▸ How to complete this task: Copy every line from the records below that holds the word "main".

──────── Data for this task ────────

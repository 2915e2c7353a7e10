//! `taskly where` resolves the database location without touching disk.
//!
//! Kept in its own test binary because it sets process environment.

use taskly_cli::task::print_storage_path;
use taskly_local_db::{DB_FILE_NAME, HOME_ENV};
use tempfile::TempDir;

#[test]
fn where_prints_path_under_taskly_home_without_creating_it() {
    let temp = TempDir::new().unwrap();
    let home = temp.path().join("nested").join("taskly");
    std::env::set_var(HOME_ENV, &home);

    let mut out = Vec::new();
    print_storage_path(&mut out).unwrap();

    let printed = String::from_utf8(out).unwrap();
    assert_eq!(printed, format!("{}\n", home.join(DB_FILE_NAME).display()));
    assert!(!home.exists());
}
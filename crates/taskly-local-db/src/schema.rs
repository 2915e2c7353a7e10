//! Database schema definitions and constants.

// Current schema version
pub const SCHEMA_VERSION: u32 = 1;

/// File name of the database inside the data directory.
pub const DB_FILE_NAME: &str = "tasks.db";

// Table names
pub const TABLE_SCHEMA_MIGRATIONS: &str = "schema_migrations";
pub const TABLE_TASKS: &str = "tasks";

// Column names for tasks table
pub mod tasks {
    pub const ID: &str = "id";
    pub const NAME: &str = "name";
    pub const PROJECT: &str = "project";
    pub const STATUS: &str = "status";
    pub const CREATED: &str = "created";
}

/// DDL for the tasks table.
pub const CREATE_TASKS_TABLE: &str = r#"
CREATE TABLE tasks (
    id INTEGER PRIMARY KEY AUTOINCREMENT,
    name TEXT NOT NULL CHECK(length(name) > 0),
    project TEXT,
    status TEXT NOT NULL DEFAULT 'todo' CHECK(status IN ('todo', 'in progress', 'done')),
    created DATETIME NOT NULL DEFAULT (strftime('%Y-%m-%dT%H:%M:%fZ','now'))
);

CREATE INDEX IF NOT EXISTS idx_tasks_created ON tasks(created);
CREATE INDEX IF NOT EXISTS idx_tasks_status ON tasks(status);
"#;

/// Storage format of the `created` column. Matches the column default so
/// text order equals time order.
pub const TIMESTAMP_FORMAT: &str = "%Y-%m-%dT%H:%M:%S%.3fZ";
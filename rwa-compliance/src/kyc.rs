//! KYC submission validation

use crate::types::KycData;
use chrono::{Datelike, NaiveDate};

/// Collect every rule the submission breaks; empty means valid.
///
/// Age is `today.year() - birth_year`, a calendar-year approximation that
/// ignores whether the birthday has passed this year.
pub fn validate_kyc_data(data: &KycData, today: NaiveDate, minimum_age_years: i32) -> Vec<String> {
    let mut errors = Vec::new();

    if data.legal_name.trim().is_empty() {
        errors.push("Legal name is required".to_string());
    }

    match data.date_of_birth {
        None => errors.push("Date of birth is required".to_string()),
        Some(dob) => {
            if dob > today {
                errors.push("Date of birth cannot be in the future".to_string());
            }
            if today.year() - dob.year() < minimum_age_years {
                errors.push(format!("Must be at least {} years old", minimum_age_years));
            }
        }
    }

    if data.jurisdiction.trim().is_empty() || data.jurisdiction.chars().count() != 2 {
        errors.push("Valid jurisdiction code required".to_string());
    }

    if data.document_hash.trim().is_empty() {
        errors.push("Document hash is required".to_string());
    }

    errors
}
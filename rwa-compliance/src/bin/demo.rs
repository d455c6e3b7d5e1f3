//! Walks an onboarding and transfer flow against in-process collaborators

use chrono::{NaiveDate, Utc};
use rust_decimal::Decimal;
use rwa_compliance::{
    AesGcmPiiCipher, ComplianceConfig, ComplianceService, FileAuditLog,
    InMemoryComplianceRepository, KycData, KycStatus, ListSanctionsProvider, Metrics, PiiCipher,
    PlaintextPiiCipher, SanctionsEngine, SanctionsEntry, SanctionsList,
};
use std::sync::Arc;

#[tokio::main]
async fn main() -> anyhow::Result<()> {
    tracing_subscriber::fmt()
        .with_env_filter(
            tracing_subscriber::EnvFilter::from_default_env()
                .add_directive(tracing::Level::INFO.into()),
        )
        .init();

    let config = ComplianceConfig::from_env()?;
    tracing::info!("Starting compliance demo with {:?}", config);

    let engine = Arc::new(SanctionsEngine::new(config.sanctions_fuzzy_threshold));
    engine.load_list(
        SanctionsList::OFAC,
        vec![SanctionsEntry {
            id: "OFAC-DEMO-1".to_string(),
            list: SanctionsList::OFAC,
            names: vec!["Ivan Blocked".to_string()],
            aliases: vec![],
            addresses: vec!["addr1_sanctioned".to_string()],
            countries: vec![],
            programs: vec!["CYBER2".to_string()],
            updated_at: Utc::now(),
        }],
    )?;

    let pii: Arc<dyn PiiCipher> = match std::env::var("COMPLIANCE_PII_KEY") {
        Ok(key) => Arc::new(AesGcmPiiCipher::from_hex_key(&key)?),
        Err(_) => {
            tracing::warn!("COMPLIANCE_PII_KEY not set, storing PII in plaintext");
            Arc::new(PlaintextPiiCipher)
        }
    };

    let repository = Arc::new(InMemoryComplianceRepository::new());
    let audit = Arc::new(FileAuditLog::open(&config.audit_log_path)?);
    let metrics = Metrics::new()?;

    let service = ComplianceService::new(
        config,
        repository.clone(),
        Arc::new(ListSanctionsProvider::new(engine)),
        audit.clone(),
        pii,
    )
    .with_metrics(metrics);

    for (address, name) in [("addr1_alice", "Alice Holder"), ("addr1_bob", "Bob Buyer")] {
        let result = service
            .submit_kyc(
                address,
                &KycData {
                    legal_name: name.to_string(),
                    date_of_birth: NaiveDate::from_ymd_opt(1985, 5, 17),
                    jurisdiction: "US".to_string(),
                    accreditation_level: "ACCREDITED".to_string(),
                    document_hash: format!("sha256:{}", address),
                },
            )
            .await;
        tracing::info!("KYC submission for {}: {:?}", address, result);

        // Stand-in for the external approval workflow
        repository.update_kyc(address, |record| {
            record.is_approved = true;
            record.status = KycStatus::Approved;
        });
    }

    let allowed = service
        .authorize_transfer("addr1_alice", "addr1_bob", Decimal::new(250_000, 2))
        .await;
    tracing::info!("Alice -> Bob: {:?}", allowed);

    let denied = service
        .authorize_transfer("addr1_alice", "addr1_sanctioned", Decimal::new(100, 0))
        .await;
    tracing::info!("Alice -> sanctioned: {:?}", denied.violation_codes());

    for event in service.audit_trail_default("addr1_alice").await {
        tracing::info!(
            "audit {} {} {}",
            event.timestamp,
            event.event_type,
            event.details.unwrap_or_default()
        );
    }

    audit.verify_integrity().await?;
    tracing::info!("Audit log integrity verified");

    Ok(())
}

────────
──────── Data for this task ────────

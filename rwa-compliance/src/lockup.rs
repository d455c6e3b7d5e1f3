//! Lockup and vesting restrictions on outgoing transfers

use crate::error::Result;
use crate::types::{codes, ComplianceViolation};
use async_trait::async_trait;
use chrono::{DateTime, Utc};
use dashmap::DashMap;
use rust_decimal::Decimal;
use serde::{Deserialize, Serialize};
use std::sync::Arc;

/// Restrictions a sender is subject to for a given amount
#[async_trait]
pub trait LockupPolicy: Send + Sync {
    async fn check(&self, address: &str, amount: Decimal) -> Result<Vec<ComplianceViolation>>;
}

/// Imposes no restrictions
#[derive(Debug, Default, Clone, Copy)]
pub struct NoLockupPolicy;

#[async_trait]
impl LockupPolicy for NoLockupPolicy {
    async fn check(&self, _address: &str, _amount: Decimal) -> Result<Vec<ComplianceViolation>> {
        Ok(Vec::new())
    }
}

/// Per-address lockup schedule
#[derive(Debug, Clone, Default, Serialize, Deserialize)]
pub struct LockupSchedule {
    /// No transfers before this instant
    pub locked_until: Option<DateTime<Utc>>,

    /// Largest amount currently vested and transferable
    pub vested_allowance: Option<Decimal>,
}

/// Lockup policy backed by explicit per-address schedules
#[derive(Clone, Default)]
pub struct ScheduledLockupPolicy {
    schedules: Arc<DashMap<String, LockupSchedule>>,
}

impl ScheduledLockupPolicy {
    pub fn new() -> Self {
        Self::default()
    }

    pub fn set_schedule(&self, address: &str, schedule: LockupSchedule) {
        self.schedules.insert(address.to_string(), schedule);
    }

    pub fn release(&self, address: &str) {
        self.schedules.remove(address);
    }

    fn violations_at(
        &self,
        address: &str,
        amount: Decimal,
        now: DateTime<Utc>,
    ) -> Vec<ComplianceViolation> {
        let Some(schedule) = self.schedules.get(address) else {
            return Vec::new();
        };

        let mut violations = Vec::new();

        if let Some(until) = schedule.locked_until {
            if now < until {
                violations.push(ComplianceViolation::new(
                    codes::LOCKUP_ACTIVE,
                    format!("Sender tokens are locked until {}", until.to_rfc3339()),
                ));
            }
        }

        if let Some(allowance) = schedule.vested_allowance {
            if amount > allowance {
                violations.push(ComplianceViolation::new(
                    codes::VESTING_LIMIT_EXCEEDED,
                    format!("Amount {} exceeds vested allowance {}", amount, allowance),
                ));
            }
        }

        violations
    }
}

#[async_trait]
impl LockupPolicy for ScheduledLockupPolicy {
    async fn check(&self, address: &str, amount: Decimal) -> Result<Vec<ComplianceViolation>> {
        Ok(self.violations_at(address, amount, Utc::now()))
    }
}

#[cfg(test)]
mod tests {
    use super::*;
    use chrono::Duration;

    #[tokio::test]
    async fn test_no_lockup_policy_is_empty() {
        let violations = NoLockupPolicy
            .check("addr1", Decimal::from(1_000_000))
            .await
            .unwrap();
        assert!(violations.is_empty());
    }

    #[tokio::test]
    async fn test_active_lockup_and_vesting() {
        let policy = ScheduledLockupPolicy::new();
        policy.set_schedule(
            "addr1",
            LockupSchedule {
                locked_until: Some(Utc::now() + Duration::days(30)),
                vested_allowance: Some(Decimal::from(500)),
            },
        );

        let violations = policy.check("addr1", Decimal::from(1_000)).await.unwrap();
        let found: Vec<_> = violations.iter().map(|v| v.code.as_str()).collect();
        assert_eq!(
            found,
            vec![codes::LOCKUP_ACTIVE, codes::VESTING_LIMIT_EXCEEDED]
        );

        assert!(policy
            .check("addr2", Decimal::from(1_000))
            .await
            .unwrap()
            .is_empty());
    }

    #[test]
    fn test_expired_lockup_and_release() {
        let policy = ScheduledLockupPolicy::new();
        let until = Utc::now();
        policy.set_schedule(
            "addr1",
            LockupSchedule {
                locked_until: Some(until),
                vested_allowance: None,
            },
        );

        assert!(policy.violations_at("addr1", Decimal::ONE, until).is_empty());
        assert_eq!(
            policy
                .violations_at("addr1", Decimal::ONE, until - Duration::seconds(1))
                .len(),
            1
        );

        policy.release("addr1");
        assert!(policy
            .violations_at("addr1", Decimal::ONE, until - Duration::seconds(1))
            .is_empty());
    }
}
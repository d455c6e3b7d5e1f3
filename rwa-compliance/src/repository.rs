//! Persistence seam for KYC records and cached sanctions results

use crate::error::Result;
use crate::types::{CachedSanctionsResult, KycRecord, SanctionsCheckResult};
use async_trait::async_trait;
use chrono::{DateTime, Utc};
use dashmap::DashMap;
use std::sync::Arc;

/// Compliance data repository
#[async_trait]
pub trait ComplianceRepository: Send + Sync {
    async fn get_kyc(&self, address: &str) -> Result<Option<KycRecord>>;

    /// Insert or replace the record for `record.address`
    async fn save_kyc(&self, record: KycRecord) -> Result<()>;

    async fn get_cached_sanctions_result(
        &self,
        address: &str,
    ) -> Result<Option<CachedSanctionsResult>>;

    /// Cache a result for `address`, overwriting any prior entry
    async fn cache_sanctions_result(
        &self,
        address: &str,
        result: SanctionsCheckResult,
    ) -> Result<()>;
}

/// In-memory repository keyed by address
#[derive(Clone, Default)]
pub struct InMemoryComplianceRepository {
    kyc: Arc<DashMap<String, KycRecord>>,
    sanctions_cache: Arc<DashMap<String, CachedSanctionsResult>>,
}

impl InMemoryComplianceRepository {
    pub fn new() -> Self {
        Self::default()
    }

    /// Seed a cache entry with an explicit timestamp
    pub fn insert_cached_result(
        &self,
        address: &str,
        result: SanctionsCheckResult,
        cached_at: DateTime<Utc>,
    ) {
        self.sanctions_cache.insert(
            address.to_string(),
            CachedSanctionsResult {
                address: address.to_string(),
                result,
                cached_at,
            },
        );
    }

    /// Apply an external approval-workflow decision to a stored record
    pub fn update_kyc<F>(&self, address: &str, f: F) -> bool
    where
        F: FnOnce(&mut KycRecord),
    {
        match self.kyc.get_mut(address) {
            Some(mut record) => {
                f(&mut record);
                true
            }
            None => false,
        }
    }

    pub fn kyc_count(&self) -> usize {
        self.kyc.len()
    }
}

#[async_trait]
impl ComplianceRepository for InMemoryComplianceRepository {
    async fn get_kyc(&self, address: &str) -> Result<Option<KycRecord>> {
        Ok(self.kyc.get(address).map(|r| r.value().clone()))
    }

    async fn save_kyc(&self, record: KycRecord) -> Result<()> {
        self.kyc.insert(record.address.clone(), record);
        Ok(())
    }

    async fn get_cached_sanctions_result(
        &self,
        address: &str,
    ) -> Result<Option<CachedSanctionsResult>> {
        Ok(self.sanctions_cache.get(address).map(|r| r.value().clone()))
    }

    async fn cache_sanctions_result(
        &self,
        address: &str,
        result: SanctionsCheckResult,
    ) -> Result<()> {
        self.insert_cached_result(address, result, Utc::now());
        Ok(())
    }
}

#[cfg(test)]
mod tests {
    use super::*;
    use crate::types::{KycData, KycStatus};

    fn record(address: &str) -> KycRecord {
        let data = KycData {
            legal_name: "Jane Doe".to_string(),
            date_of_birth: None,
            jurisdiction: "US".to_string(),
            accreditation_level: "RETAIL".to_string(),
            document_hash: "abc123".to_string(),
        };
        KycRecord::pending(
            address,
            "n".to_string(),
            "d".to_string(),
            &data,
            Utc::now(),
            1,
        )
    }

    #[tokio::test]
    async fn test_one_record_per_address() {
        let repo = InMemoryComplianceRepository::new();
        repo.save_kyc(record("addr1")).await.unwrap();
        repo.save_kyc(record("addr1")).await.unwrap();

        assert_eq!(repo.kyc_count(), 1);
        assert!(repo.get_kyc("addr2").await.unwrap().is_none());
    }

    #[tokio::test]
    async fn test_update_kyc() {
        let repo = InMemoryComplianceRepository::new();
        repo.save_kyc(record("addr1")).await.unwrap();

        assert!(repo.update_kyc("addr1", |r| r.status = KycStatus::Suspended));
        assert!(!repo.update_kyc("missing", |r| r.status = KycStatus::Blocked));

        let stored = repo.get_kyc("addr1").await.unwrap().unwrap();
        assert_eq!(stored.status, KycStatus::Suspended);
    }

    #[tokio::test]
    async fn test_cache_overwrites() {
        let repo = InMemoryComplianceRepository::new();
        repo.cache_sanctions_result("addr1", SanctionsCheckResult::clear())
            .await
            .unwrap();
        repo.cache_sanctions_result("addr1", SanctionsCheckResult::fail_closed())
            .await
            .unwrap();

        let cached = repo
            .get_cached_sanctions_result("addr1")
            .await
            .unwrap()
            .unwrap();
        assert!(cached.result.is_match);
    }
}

────────

▸ Response:
#[tokio::main]
async fn main() -> anyhow::Result<()> {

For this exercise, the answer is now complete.